Personal information
- Full name: Alban Shabani
- Date of birth: 18 May 2000 (age 26)
- Place of birth: Podujevë, Kosovo under UN administration
- Height: 1.78 m (5 ft 10 in)
- Position: Defensive midfielder

Team information
- Current team: Ferizaj

Youth career
- 0000–2018: Llapi

Senior career*
- Years: Team / Apps / (Gls)
- 2017–2020: Llapi / 18 / (0)
- 2020–2021: Skënderbeu Korçë / 12 / (0)
- 2021–2022: Feronikeli / 17 / (0)
- 2022: Drenica / 4 / (0)
- 2022–2023: Llapi / 0 / (0)
- 2022–2023: → Feronikeli (loan)
- 2023–2025: Feronikeli / 51 / (1)
- 2025: Laçi / 9 / (0)
- 2025–: Ferizaj / 31 / (0)
- 2026–: Trepça / 0 / (0)

International career^{‡}
- 2020: Kosovo U21 / 2 / (0)

= Alban Shabani =

Kosovan footballer

Alban Shabani (born 18 May 2000) is a Kosovan professional footballer who plays as a defensive midfielder for Ferizaj.

==Club career==
===Skënderbeu Korçë===
On 22 October 2020, Shabani signed a four-year contract with Kategoria Superiore club Skënderbeu Korçë and received squad number 6. Ten days later, he made his debut with Skënderbeu Korçë in the 2020–21 Albanian Cup first round against Tomori after coming on as a substitute at 76th minute in place of Uerdi Mara.
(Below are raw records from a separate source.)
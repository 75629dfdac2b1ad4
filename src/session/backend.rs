//! Browser backends and subprocess handle tracking
//!
//! A session owns one backend: either a live Chromium (launched through
//! `browser_setup`) or the offline stub. Backends hand out per-tab drivers
//! and expose every OS-level handle they hold (child process, event-loop
//! task) so termination can close each one explicitly, guarding the
//! pipe-teardown race where the runtime shuts down before the driver's
//! subprocess channel drains.

use std::path::PathBuf;
use std::sync::Arc;
use std::sync::atomic::{AtomicBool, Ordering};

use anyhow::{Context, Result};
use async_trait::async_trait;
use chromiumoxide::browser::Browser;
use chromiumoxide::cdp::browser_protocol::emulation::SetDeviceMetricsOverrideParams;
use tokio::sync::Mutex;
use tokio::task::JoinHandle;
use tracing::{debug, info, warn};
use uuid::Uuid;

use crate::config::SessionConfig;
use crate::driver::{ChromiumDriver, DomDriver, StubDriver};
use crate::events::{CorrelationId, EventBus};

/// One OS-level resource a session must release on termination.
#[async_trait]
pub trait SubprocessHandle: Send + Sync {
    fn describe(&self) -> String;

    /// Whether `close` has completed (successfully or not) at least once.
    fn is_closed(&self) -> bool;

    /// Release the resource. Implementations tolerate being called after
    /// the underlying pipe is already gone.
    async fn close(&self) -> Result<()>;
}

/// Backend owning the browser-side of one session.
#[async_trait]
pub trait BrowserBackend: Send + Sync {
    /// Open a new tab and wrap it in a driver.
    async fn new_tab(
        &self,
        session_id: Uuid,
        context_id: String,
        correlation: CorrelationId,
        events: EventBus,
    ) -> Result<Arc<dyn DomDriver>>;

    /// Graceful driver shutdown (close pages, close browser connection).
    async fn close(&self) -> Result<()>;

    /// Every handle the session tracks for explicit cleanup.
    fn subprocess_handles(&self) -> Vec<Arc<dyn SubprocessHandle>>;

    /// Marker string identifying the browser child process on the host
    /// (the unique profile directory passed on its command line); the
    /// resource monitor resolves it to a pid.
    fn profile_marker(&self) -> Option<String>;
}

/// Launches backends for new sessions.
#[async_trait]
pub trait DriverFactory: Send + Sync {
    async fn launch(
        &self,
        config: &SessionConfig,
        events: &EventBus,
        correlation: &CorrelationId,
    ) -> Result<Box<dyn BrowserBackend>>;
}

// =============================================================================
// Chromium backend
// =============================================================================

const WEBDRIVER_MASK_JS: &str = r"
    Object.defineProperty(navigator, 'webdriver', {
        get: () => false
    });
";

struct BrowserProcessHandle {
    browser: Arc<Mutex<Option<Browser>>>,
    closed: AtomicBool,
}

#[async_trait]
impl SubprocessHandle for BrowserProcessHandle {
    fn describe(&self) -> String {
        "browser-process".to_string()
    }

    fn is_closed(&self) -> bool {
        self.closed.load(Ordering::SeqCst)
    }

    async fn close(&self) -> Result<()> {
        self.closed.store(true, Ordering::SeqCst);
        let Some(mut browser) = self.browser.lock().await.take() else {
            debug!("browser process already taken, nothing to close");
            return Ok(());
        };
        browser.close().await.context("browser close command")?;
        let _ = browser.wait().await;
        Ok(())
    }
}

struct HandlerTaskHandle {
    task: Mutex<Option<JoinHandle<()>>>,
    closed: AtomicBool,
}

#[async_trait]
impl SubprocessHandle for HandlerTaskHandle {
    fn describe(&self) -> String {
        "cdp-handler-task".to_string()
    }

    fn is_closed(&self) -> bool {
        self.closed.load(Ordering::SeqCst)
    }

    async fn close(&self) -> Result<()> {
        self.closed.store(true, Ordering::SeqCst);
        if let Some(task) = self.task.lock().await.take() {
            task.abort();
        }
        Ok(())
    }
}

/// Live Chromium behind the session.
pub struct ChromiumBackend {
    browser: Arc<Mutex<Option<Browser>>>,
    handles: Vec<Arc<dyn SubprocessHandle>>,
    user_data_dir: PathBuf,
    config: SessionConfig,
}

impl ChromiumBackend {
    pub(crate) fn new(
        browser: Browser,
        handler_task: JoinHandle<()>,
        user_data_dir: PathBuf,
        config: SessionConfig,
    ) -> Self {
        let browser = Arc::new(Mutex::new(Some(browser)));
        let handles: Vec<Arc<dyn SubprocessHandle>> = vec![
            Arc::new(BrowserProcessHandle {
                browser: Arc::clone(&browser),
                closed: AtomicBool::new(false),
            }),
            Arc::new(HandlerTaskHandle {
                task: Mutex::new(Some(handler_task)),
                closed: AtomicBool::new(false),
            }),
        ];
        Self {
            browser,
            handles,
            user_data_dir,
            config,
        }
    }
}

#[async_trait]
impl BrowserBackend for ChromiumBackend {
    async fn new_tab(
        &self,
        session_id: Uuid,
        context_id: String,
        correlation: CorrelationId,
        events: EventBus,
    ) -> Result<Arc<dyn DomDriver>> {
        let guard = self.browser.lock().await;
        let browser = guard.as_ref().context("browser already closed")?;
        let page = browser
            .new_page("about:blank")
            .await
            .context("open new tab")?;

        let viewport = &self.config.viewport;
        page.execute(
            SetDeviceMetricsOverrideParams::builder()
                .width(i64::from(viewport.width))
                .height(i64::from(viewport.height))
                .device_scale_factor(viewport.device_scale_factor)
                .mobile(viewport.mobile)
                .build()
                .map_err(anyhow::Error::msg)?,
        )
        .await
        .context("apply viewport")?;

        if self.config.stealth.enabled && self.config.stealth.mask_webdriver {
            if let Err(e) = page.evaluate_on_new_document(WEBDRIVER_MASK_JS).await {
                warn!("webdriver mask injection failed: {e}");
            }
        }

        Ok(Arc::new(ChromiumDriver::new(
            page,
            events,
            correlation,
            session_id,
            context_id,
        )))
    }

    async fn close(&self) -> Result<()> {
        // The process handle performs the actual close; here we only close
        // pages still attached to the connection.
        let guard = self.browser.lock().await;
        if let Some(browser) = guard.as_ref() {
            match browser.pages().await {
                Ok(pages) => {
                    for page in pages {
                        if let Err(e) = page.close().await {
                            debug!("page close during backend shutdown: {e}");
                        }
                    }
                }
                Err(e) => debug!("listing pages during backend shutdown: {e}"),
            }
        }
        Ok(())
    }

    fn subprocess_handles(&self) -> Vec<Arc<dyn SubprocessHandle>> {
        self.handles.clone()
    }

    fn profile_marker(&self) -> Option<String> {
        Some(self.user_data_dir.display().to_string())
    }
}

impl Drop for ChromiumBackend {
    fn drop(&mut self) {
        let dir = self.user_data_dir.clone();
        if dir.exists() {
            info!("removing session profile directory {}", dir.display());
            if let Err(e) = std::fs::remove_dir_all(&dir) {
                warn!("failed to remove profile directory {}: {e}", dir.display());
            }
        }
    }
}

/// Factory launching real Chromium sessions via `browser_setup`.
#[derive(Debug, Default)]
pub struct ChromiumFactory;

#[async_trait]
impl DriverFactory for ChromiumFactory {
    async fn launch(
        &self,
        config: &SessionConfig,
        _events: &EventBus,
        _correlation: &CorrelationId,
    ) -> Result<Box<dyn BrowserBackend>> {
        let profile = crate::browser_profile::create_unique_profile()
            .context("create session profile directory")?;
        let user_data_dir = profile.into_path();
        let (browser, handler_task, user_data_dir) =
            crate::browser_setup::launch_browser(config, Some(user_data_dir))
                .await
                .context("launch browser for session")?;
        Ok(Box::new(ChromiumBackend::new(
            browser,
            handler_task,
            user_data_dir,
            config.clone(),
        )))
    }
}

// =============================================================================
// Stub backend
// =============================================================================

struct StubSubprocessHandle {
    closed: AtomicBool,
}

#[async_trait]
impl SubprocessHandle for StubSubprocessHandle {
    fn describe(&self) -> String {
        "stub-subprocess".to_string()
    }

    fn is_closed(&self) -> bool {
        self.closed.load(Ordering::SeqCst)
    }

    async fn close(&self) -> Result<()> {
        self.closed.store(true, Ordering::SeqCst);
        Ok(())
    }
}

/// A handle that fails its first close the way a half-torn-down pipe does.
/// Used to exercise the cleanup race guard.
pub struct BrokenPipeHandle {
    closed: AtomicBool,
}

impl BrokenPipeHandle {
    #[must_use]
    pub fn new() -> Arc<Self> {
        Arc::new(Self {
            closed: AtomicBool::new(false),
        })
    }
}

#[async_trait]
impl SubprocessHandle for BrokenPipeHandle {
    fn describe(&self) -> String {
        "broken-pipe".to_string()
    }

    fn is_closed(&self) -> bool {
        self.closed.load(Ordering::SeqCst)
    }

    async fn close(&self) -> Result<()> {
        self.closed.store(true, Ordering::SeqCst);
        Err(anyhow::anyhow!("broken pipe: channel already closed"))
    }
}

/// Offline backend serving stub-driver tabs.
pub struct StubBackend {
    handles: parking_lot::Mutex<Vec<Arc<dyn SubprocessHandle>>>,
    drivers: parking_lot::Mutex<Vec<Arc<StubDriver>>>,
}

impl StubBackend {
    #[must_use]
    pub fn new() -> Self {
        Self {
            handles: parking_lot::Mutex::new(vec![Arc::new(StubSubprocessHandle {
                closed: AtomicBool::new(false),
            })]),
            drivers: parking_lot::Mutex::new(Vec::new()),
        }
    }

    /// Attach an extra tracked handle (tests use this to stage teardown
    /// races).
    pub fn track_handle(&self, handle: Arc<dyn SubprocessHandle>) {
        self.handles.lock().push(handle);
    }

    /// Drivers created so far, for direct test manipulation.
    #[must_use]
    pub fn drivers(&self) -> Vec<Arc<StubDriver>> {
        self.drivers.lock().clone()
    }
}

impl Default for StubBackend {
    fn default() -> Self {
        Self::new()
    }
}

#[async_trait]
impl BrowserBackend for StubBackend {
    async fn new_tab(
        &self,
        session_id: Uuid,
        context_id: String,
        correlation: CorrelationId,
        events: EventBus,
    ) -> Result<Arc<dyn DomDriver>> {
        let driver = Arc::new(StubDriver::new(events, correlation, session_id, context_id));
        self.drivers.lock().push(Arc::clone(&driver));
        Ok(driver)
    }

    async fn close(&self) -> Result<()> {
        Ok(())
    }

    fn subprocess_handles(&self) -> Vec<Arc<dyn SubprocessHandle>> {
        self.handles.lock().clone()
    }

    fn profile_marker(&self) -> Option<String> {
        None
    }
}

/// Factory producing offline stub backends; the default in tests.
#[derive(Debug, Default)]
pub struct StubFactory;

#[async_trait]
impl DriverFactory for StubFactory {
    async fn launch(
        &self,
        _config: &SessionConfig,
        _events: &EventBus,
        _correlation: &CorrelationId,
    ) -> Result<Box<dyn BrowserBackend>> {
        Ok(Box::new(StubBackend::new()))
    }
}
Three days after debut, Shabani made his first Kategoria Superiore appearance after coming on as a substitute at 80th minute in place of Uerdi Mara in a 1–1 away draw against Teuta Durrës.

==International career==
===Under-19===
On 2 October 2018, Shabani was named as part of the Kosovo U19 squad for 2019 UEFA European Under-19 Championship qualifications, he was an unused substitute in these matches.

===Under-21===
On 6 November 2020, Shabani received a call-up from Kosovo U21 for the 2021 UEFA European Under-21 Championship qualification matches against Albania U21 and Turkey U21. Seven days later, he made his debut with Kosovo U21 in the match against Albania U21 after coming on as a substitute at 76th minute in place of Arton Zekaj.